Part 2 – Custom 503 “Service Unavailable” Page using WordPress and the Maintenance Mode Plugin
Obviously, have the Maintenance Mode plugin installed and activated. Maintenance Mode lets you display a custom message while your site is down, whether your upgrading, or making a new theme, or simply doing maintenance of any kind. Nowadays, wordpress shows an error 503 (most likely your server default) “Service Unavailable” error when you do an automatic upgrade, so customizing this 503 error can make you rest a little easier when you need to upgrade your worpdress. (which wordpress users know, happens often.)

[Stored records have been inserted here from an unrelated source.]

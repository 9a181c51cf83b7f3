use macroquad::prelude::*;

use crate::domain::{Automaton, CellState, LifeRule, NeighborSet, Pattern};
use crate::ui::{Action, Button, Dropdown, PANEL_WIDTH, panel_x};

const ALIVE_COLOR: Color = Color::new(0.0, 0.0, 0.0, 1.0);
const DEAD_COLOR: Color = Color::new(1.0, 1.0, 1.0, 1.0);
const MARKER_COLOR: Color = Color::new(0.94, 0.0, 0.0, 1.0);
const CURSOR_COLOR: Color = Color::new(0.5, 0.5, 0.5, 0.8);

/// Maps between screen pixels and grid cells. The grid is drawn from the
/// top-left corner of the window.
#[derive(Clone, Copy, Debug, PartialEq)]
pub struct GridView {
    pub cell_size: f32,
}

impl GridView {
    pub fn new(cell_size: f32) -> Self {
        Self { cell_size }
    }

    /// Cell under a screen position. Positions left of or above the grid
    /// map to negative coordinates.
    pub fn screen_to_cell(&self, screen_x: f32, screen_y: f32) -> (i32, i32) {
        (
            (screen_x / self.cell_size).floor() as i32,
            (screen_y / self.cell_size).floor() as i32,
        )
    }

    pub fn cell_to_screen(&self, x: i32, y: i32) -> (f32, f32) {
        (x as f32 * self.cell_size, y as f32 * self.cell_size)
    }

    /// Pixel size of a grid
    pub fn extent(&self, dimensions: (usize, usize)) -> (f32, f32) {
        (
            dimensions.0 as f32 * self.cell_size,
            dimensions.1 as f32 * self.cell_size,
        )
    }
}

/// Paint every cell by asking the engine for its state, then the marker
pub fn draw_automaton(automaton: &dyn Automaton, view: &GridView) {
    let (width, height) = automaton.dimensions();
    let (px_width, px_height) = view.extent((width, height));
    draw_rectangle(0.0, 0.0, px_width, px_height, DEAD_COLOR);

    for y in 0..height as i32 {
        for x in 0..width as i32 {
            if automaton.cell_state(x, y) == Some(CellState::Alive) {
                let (sx, sy) = view.cell_to_screen(x, y);
                draw_rectangle(sx, sy, view.cell_size, view.cell_size, ALIVE_COLOR);
            }
        }
    }

    if let Some((x, y)) = automaton.marker()
        && automaton.cell_state(x, y).is_some()
    {
        let (sx, sy) = view.cell_to_screen(x, y);
        draw_rectangle(sx, sy, view.cell_size, view.cell_size, MARKER_COLOR);
    }
}

/// Outline the cell under the pointer
pub fn draw_cursor(view: &GridView, mouse_pos: (f32, f32), color: Option<Color>) {
    let (x, y) = view.screen_to_cell(mouse_pos.0, mouse_pos.1);
    let (sx, sy) = view.cell_to_screen(x, y);
    draw_rectangle_lines(sx, sy, view.cell_size, view.cell_size, 1.5, color.unwrap_or(CURSOR_COLOR));
}

/// Draw a semi-transparent preview of a pattern centered on the pointer
pub fn draw_pattern_preview(pattern: &Pattern, view: &GridView, mouse_pos: (f32, f32)) {
    let (cx, cy) = view.screen_to_cell(mouse_pos.0, mouse_pos.1);
    let left = cx - pattern.width / 2;
    let top = cy - pattern.height / 2;

    for &(dx, dy) in &pattern.cells {
        let (sx, sy) = view.cell_to_screen(left + dx, top + dy);
        draw_rectangle(sx, sy, view.cell_size, view.cell_size, Color::from_rgba(0, 160, 90, 120));
    }

    let (bx, by) = view.cell_to_screen(left, top);
    draw_rectangle_lines(
        bx,
        by,
        pattern.width as f32 * view.cell_size,
        pattern.height as f32 * view.cell_size,
        2.0,
        Color::from_rgba(255, 200, 0, 180),
    );
}

/// Status lines shown over the Conway grid
pub fn conway_status(
    rule: &LifeRule,
    fill_fraction: f64,
    generation: u64,
    population: usize,
    rule_error: Option<&str>,
) -> Vec<String> {
    let mut lines = vec![
        format!("Random fill: {:.0}%", fill_fraction * 100.0),
        format!("Born with {} neighbours", describe(rule.birth)),
        format!("Survives with {} neighbours", describe(rule.survive)),
        format!("Rule: {rule}"),
        format!("Generation: {generation}"),
        format!("Population: {population}"),
    ];
    if let Some(err) = rule_error {
        lines.push(format!("Rejected: {err}"));
    }
    lines
}

/// Status lines shown over the Langton grid
pub fn langton_status(turn: u64, ant: Option<(i32, i32)>, population: usize) -> Vec<String> {
    let ant = match ant {
        Some((x, y)) => format!("Ant: ({x}, {y})"),
        None => "Ant: click the grid to place".to_owned(),
    };
    vec![format!("Turn: {turn}"), ant, format!("Population: {population}")]
}

fn describe(counts: NeighborSet) -> String {
    if counts.is_empty() {
        "no".to_owned()
    } else {
        counts.to_string()
    }
}

/// Side panel: title, status text, buttons, then dropdowns on top
pub fn draw_panel(
    title: &str,
    status: &[String],
    buttons: &[(Action, Button)],
    dropdowns: &[&Dropdown],
    mouse_pos: (f32, f32),
) {
    let px = panel_x();
    draw_rectangle(px, 0.0, PANEL_WIDTH, screen_height(), Color::from_rgba(30, 30, 30, 255));
    draw_text(title, px + 10.0, 24.0, 20.0, WHITE);

    for (i, line) in status.iter().enumerate() {
        draw_text(line, px + 10.0, 48.0 + i as f32 * 16.0, 15.0, LIGHTGRAY);
    }

    buttons.iter().for_each(|(_, btn)| btn.draw(mouse_pos));

    // Closed dropdowns first so an open list is drawn over them
    dropdowns.iter().filter(|d| !d.is_open()).for_each(|d| d.draw(mouse_pos));
    dropdowns.iter().filter(|d| d.is_open()).for_each(|d| d.draw(mouse_pos));

    draw_text(&format!("FPS: {}", get_fps()), px + 10.0, screen_height() - 10.0, 14.0, GRAY);
}

/// Landing screen text
pub fn draw_menu(buttons: &[Button], mouse_pos: (f32, f32)) {
    let lines = [
        "Cellular automata demos",
        "",
        "A collection of simulations of cellular automaton algorithms.",
        "Pick a demo below. Space starts and stops, S steps, C clears.",
    ];
    for (i, line) in lines.iter().enumerate() {
        let size = if i == 0 { 36.0 } else { 20.0 };
        draw_text(line, 40.0, 70.0 + i as f32 * 30.0, size, WHITE);
    }
    buttons.iter().for_each(|btn| btn.draw(mouse_pos));
}

#[cfg(test)]
mod tests {
    use super::*;

    #[test]
    fn test_screen_to_cell_floors() {
        let view = GridView::new(8.0);
        assert_eq!(view.screen_to_cell(0.0, 0.0), (0, 0));
        assert_eq!(view.screen_to_cell(15.9, 16.0), (1, 2));
        assert_eq!(view.screen_to_cell(-0.5, -8.5), (-1, -2));
    }

    #[test]
    fn test_cell_to_screen_and_extent() {
        let view = GridView::new(6.0);
        assert_eq!(view.cell_to_screen(3, 2), (18.0, 12.0));
        assert_eq!(view.extent((10, 5)), (60.0, 30.0));
    }

    #[test]
    fn test_conway_status_text() {
        let lines = conway_status(&LifeRule::seeds(), 0.05, 12, 40, None);
        assert_eq!(lines[0], "Random fill: 5%");
        assert_eq!(lines[1], "Born with 2 neighbours");
        assert_eq!(lines[2], "Survives with no neighbours");
        assert_eq!(lines[3], "Rule: B2/S");
        assert_eq!(lines[4], "Generation: 12");
        assert_eq!(lines.len(), 6);

        let lines = conway_status(&LifeRule::conway(), 0.05, 0, 0, Some("count 9 too big"));
        assert_eq!(lines.last().map(String::as_str), Some("Rejected: count 9 too big"));
    }

    #[test]
    fn test_langton_status_text() {
        assert_eq!(langton_status(3, Some((4, -1)), 3)[1], "Ant: (4, -1)");
        assert!(langton_status(0, None, 0)[1].contains("place"));
    }
}
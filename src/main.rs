use macroquad::prelude::*;
use automata_lab::{
    ConwayEngine, LangtonEngine, Session, SimulationConfig,
    domain::all_rules,
    input, presets, rendering,
    rendering::GridView,
    ui::{self, Action, Button, Dropdown, RuleEditor, CONWAY_ACTIONS, LANGTON_ACTIONS},
};

const RULE_DROPDOWN_Y: f32 = 170.0;
const PATTERN_DROPDOWN_Y: f32 = 220.0;
const CONWAY_BUTTONS_TOP: f32 = 270.0;
const RULE_EDITOR_Y: f32 = 600.0;
const LANGTON_BUTTONS_TOP: f32 = 120.0;
const MIN_WINDOW_HEIGHT: f32 = 720.0;

#[derive(Clone, Copy, PartialEq, Eq, Debug)]
enum Screen {
    Menu,
    Conway,
    Langton,
}

fn window_conf() -> Conf {
    let config = SimulationConfig::default();
    let (grid_width, grid_height) = GridView::new(config.cell_size).extent((config.width, config.height));
    Conf {
        window_title: "Cellular automata demos".to_owned(),
        window_width: (grid_width + ui::PANEL_WIDTH) as i32,
        window_height: grid_height.max(MIN_WINDOW_HEIGHT) as i32,
        window_resizable: true,
        ..Default::default()
    }
}

fn menu_buttons() -> [(Screen, Button); 2] {
    [
        (Screen::Conway, Button::new(40.0, 220.0, 280.0, 44.0, "Conway's Game of Life")),
        (Screen::Langton, Button::new(40.0, 280.0, 280.0, 44.0, "Langton's Ant")),
    ]
}

#[macroquad::main(window_conf)]
async fn main() {
    env_logger::init();

    let config = SimulationConfig::default();
    if let Err(err) = config.validate() {
        log::error!("Invalid configuration: {err}");
        return;
    }
    let (mut conway, mut langton) = match (
        Session::<ConwayEngine>::conway(&config),
        Session::<LangtonEngine>::langton(&config),
    ) {
        (Ok(conway), Ok(langton)) => (conway, langton),
        (Err(err), _) | (_, Err(err)) => {
            log::error!("Cannot build sessions: {err}");
            return;
        }
    };
    log::info!(
        "Grid {}x{}, rule {}, fill {:.0}%",
        config.width,
        config.height,
        conway.engine.rule(),
        config.fill_fraction * 100.0
    );

    let view = GridView::new(config.cell_size);
    let mut fill_fraction = config.fill_fraction;
    let mut screen = Screen::Menu;

    let rules = all_rules();
    let patterns = presets::all_patterns();
    let mut rule_dropdown = Dropdown::new(
        0.0,
        RULE_DROPDOWN_Y,
        ui::PANEL_WIDTH - 20.0,
        "Rule",
        rules.iter().map(|(name, rule)| format!("{name} {rule}")).collect(),
    );
    let mut pattern_dropdown = Dropdown::new(
        0.0,
        PATTERN_DROPDOWN_Y,
        ui::PANEL_WIDTH - 20.0,
        "Pattern",
        patterns.iter().map(|p| p.name.to_owned()).collect(),
    );
    let mut rule_editor = RuleEditor::new(0.0, RULE_EDITOR_Y, ui::PANEL_WIDTH - 20.0, &conway.engine.rule());
    let mut pending_pattern: Option<usize> = None;

    loop {
        let mouse_pos = mouse_position();
        clear_background(Color::from_rgba(20, 20, 20, 255));

        match screen {
            Screen::Menu => {
                let buttons = menu_buttons();
                if let Some(&(target, _)) = buttons.iter().find(|(_, btn)| btn.is_clicked(mouse_pos)) {
                    log::info!("Opening {target:?} demo");
                    screen = target;
                }
                let buttons: Vec<Button> = buttons.into_iter().map(|(_, btn)| btn).collect();
                rendering::draw_menu(&buttons, mouse_pos);
            }

            Screen::Conway => {
                let px = ui::panel_x() + 10.0;
                rule_dropdown.set_position(px, RULE_DROPDOWN_Y);
                pattern_dropdown.set_position(px, PATTERN_DROPDOWN_Y);
                rule_editor.set_position(px, RULE_EDITOR_Y);

                // Decided before the dropdowns consume this frame's click
                let over_lists =
                    rule_dropdown.is_hovered_any(mouse_pos) || pattern_dropdown.is_hovered_any(mouse_pos);
                let over_dropdown = over_lists || rule_editor.is_hovered_any(mouse_pos);

                if !over_lists && is_mouse_button_pressed(MouseButton::Left) {
                    rule_editor.click(mouse_pos);
                }
                if rule_editor.update()
                    && let Err(err) = input::submit_rule(&mut conway, &mut rule_editor)
                {
                    log::debug!("Rule text left in editor: {err}");
                }

                if let Some(idx) = rule_dropdown.update(mouse_pos) {
                    conway.engine.set_rule(rules[idx].1);
                    rule_editor.sync(&rules[idx].1);
                }
                if rule_dropdown.is_open() {
                    pattern_dropdown.close();
                }
                if let Some(idx) = pattern_dropdown.update(mouse_pos) {
                    pending_pattern = Some(idx);
                    conway = conway.pause();
                }
                if pattern_dropdown.is_open() {
                    rule_dropdown.close();
                }

                let buttons: Vec<(Action, Button)> = ui::create_buttons(CONWAY_ACTIONS, CONWAY_BUTTONS_TOP)
                    .into_iter()
                    .map(|(action, btn)| (action, btn.with_active(action == Action::ToggleRunning && conway.is_running)))
                    .collect();
                let clicked = if over_dropdown {
                    None
                } else {
                    input::clicked_action(&buttons, mouse_pos)
                };
                let typed = if rule_editor.is_editing() {
                    None
                } else {
                    input::keyboard_action()
                };
                if let Some(action) = clicked.or(typed) {
                    if action == Action::BackToMenu {
                        screen = Screen::Menu;
                        pending_pattern = None;
                    }
                    conway = input::apply_conway_action(conway, action, &mut fill_fraction);
                }
                conway = conway.adjust_speed(input::speed_delta());

                match pending_pattern {
                    Some(_) if is_mouse_button_pressed(MouseButton::Right) || is_key_pressed(KeyCode::Escape) => {
                        pending_pattern = None;
                    }
                    Some(idx) if !over_dropdown && is_mouse_button_pressed(MouseButton::Left) => {
                        if let Some((x, y)) = input::pointer_cell(&view, mouse_pos) {
                            patterns[idx].place_centered(&mut conway.engine, x, y);
                            pending_pattern = None;
                        }
                    }
                    Some(_) => {}
                    None if !over_dropdown => input::handle_conway_paint(&mut conway, &view, mouse_pos),
                    None => {}
                }

                conway = conway.tick(get_frame_time());

                rendering::draw_automaton(&conway.engine, &view);
                match pending_pattern {
                    Some(idx) => rendering::draw_pattern_preview(&patterns[idx], &view, mouse_pos),
                    None => rendering::draw_cursor(&view, mouse_pos, None),
                }
                let status = rendering::conway_status(
                    &conway.engine.rule(),
                    fill_fraction,
                    conway.ticks,
                    conway.engine.grid().alive_count(),
                    rule_editor.error(),
                );
                rendering::draw_panel(
                    "Game of Life",
                    &status,
                    &buttons,
                    &[&rule_dropdown, &pattern_dropdown],
                    mouse_pos,
                );
                rule_editor.draw();
            }

            Screen::Langton => {
                let buttons: Vec<(Action, Button)> = ui::create_buttons(LANGTON_ACTIONS, LANGTON_BUTTONS_TOP)
                    .into_iter()
                    .map(|(action, btn)| (action, btn.with_active(action == Action::ToggleRunning && langton.is_running)))
                    .collect();
                if let Some(action) = input::clicked_action(&buttons, mouse_pos).or_else(input::keyboard_action) {
                    if action == Action::BackToMenu {
                        screen = Screen::Menu;
                    }
                    langton = input::apply_langton_action(langton, action);
                }
                langton = langton.adjust_speed(input::speed_delta());
                input::handle_ant_placement(&mut langton, &view, mouse_pos);

                langton = langton.tick(get_frame_time());

                rendering::draw_automaton(&langton.engine, &view);
                if !langton.is_running {
                    rendering::draw_cursor(&view, mouse_pos, Some(RED));
                }
                let ant = langton.engine.ant().map(|ant| (ant.x, ant.y));
                let status = rendering::langton_status(langton.ticks, ant, langton.engine.grid().alive_count());
                rendering::draw_panel("Langton's Ant", &status, &buttons, &[], mouse_pos);
            }
        }

        next_frame().await;
    }
}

Copy your 503.html error you already made in Part 1, and put it in your wordpress theme directory. Then rename it to 503.php. Even though it’s most likely a simple html or xhtml file, the Maintenance Mode plugin needs a “php file extension, and it has to be in the same folder as all of your theme files. (don’t forget to move any images, and check image URLS during this process, as well as any image URLs in your CSS for your 503.)
In the WordPress Dashboard, go to Settings > Maintenance Mode and select the custom 503.php option under “Splash Page Theme.”
In order to test the custom 503 that will display when you do upgrades (as long as maintenance mode is active before you upgrade) you can just activate it for a minute to see what it looks like, but you have to either log out, or use a different browser where you aren’t logged in to your site.
Custom error messages can be cool, and I recently learned a little about how to make them, so I thought I would spread the knowledge. It was way easier than I previously thought, and all you need is FTP. As I mentioned earlier, some customizations may be available from your host admin panel, but using the .htacess method, you can add as many as you want, and therefore have more control.